Data for the task:
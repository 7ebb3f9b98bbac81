//! Native messaging wire codec.
//!
//! Format: 4-byte length prefix in native byte order + UTF-8 JSON payload.
//!
//! - Host-to-relay messages are capped at [`MAX_INBOUND_MESSAGE_SIZE`]
//! - Relay-to-host messages are capped at [`MAX_OUTBOUND_MESSAGE_SIZE`]
//! - Partial buffers decode to `Ok(None)` so callers can keep reading

use bytes::{Buf, BufMut, Bytes, BytesMut};
use serde::de::DeserializeOwned;
use serde::Serialize;
use tokio::io::{AsyncRead, AsyncReadExt, AsyncWrite, AsyncWriteExt};

use crate::error::{Error, Result};

/// Length of the frame header (4 bytes, native-endian u32).
pub const FRAME_HEADER_LEN: usize = 4;

/// Largest message a native host may send.
pub const MAX_INBOUND_MESSAGE_SIZE: usize = 1024 * 1024;

/// Largest message sent to a native host.
pub const MAX_OUTBOUND_MESSAGE_SIZE: usize = 64 * 1024 * 1024;

/// Codec for length-prefixed JSON messages.
pub struct NativeCodec;

impl NativeCodec {
    /// Encode a message with its length prefix.
    pub fn encode<T: Serialize>(msg: &T) -> Result<Bytes> {
        let payload = serde_json::to_vec(msg)?;

        if payload.len() > MAX_OUTBOUND_MESSAGE_SIZE {
            return Err(Error::MessageTooLarge {
                len: payload.len(),
                max: MAX_OUTBOUND_MESSAGE_SIZE,
            });
        }

        let mut buf = BytesMut::with_capacity(FRAME_HEADER_LEN + payload.len());
        buf.put_u32_ne(payload.len() as u32);
        buf.put_slice(&payload);

        Ok(buf.freeze())
    }

    /// Decode one message from a buffer.
    ///
    /// Returns:
    /// - Ok(Some(msg)) if a complete message was decoded (buffer is advanced)
    /// - Ok(None) if more data is needed (buffer unchanged)
    /// - Err if the frame is oversized or its payload is not valid JSON
    pub fn decode<T: DeserializeOwned>(buf: &mut BytesMut, max_len: usize) -> Result<Option<T>> {
        if buf.len() < FRAME_HEADER_LEN {
            return Ok(None);
        }

        let len = u32::from_ne_bytes([buf[0], buf[1], buf[2], buf[3]]) as usize;
        if len > max_len {
            return Err(Error::MessageTooLarge { len, max: max_len });
        }

        if buf.len() < FRAME_HEADER_LEN + len {
            return Ok(None);
        }

        buf.advance(FRAME_HEADER_LEN);
        let payload = buf.split_to(len);
        let msg = serde_json::from_slice(&payload)?;

        Ok(Some(msg))
    }
}

/// Read one message from a stream.
///
/// Returns `Ok(None)` when the stream ends cleanly on a frame boundary.
pub async fn read_message<R, T>(reader: &mut R, max_len: usize) -> Result<Option<T>>
where
    R: AsyncRead + Unpin,
    T: DeserializeOwned,
{
    let mut header = [0u8; FRAME_HEADER_LEN];
    let mut filled = 0;
    while filled < FRAME_HEADER_LEN {
        let n = reader.read(&mut header[filled..]).await?;
        if n == 0 {
            if filled == 0 {
                return Ok(None);
            }
            return Err(Error::Codec("stream ended inside a frame header".to_string()));
        }
        filled += n;
    }

    let len = u32::from_ne_bytes(header) as usize;
    if len > max_len {
        return Err(Error::MessageTooLarge { len, max: max_len });
    }

    let mut buf = BytesMut::with_capacity(FRAME_HEADER_LEN + len);
    buf.put_slice(&header);
    buf.resize(FRAME_HEADER_LEN + len, 0);
    reader
        .read_exact(&mut buf[FRAME_HEADER_LEN..])
        .await
        .map_err(|e| Error::Codec(format!("stream ended inside a message: {}", e)))?;

    NativeCodec::decode(&mut buf, max_len)?
        .ok_or_else(|| Error::Codec("incomplete message".to_string()))
        .map(Some)
}

/// Write one message to a stream and flush it.
pub async fn write_message<W, T>(writer: &mut W, msg: &T) -> Result<()>
where
    W: AsyncWrite + Unpin,
    T: Serialize,
{
    let encoded = NativeCodec::encode(msg)?;
    writer.write_all(&encoded).await?;
    writer.flush().await?;
    Ok(())
}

Your instructions:
Across the listing above, tally the lines that include "BytesMut". Only the total is wanted.

Written answer:
4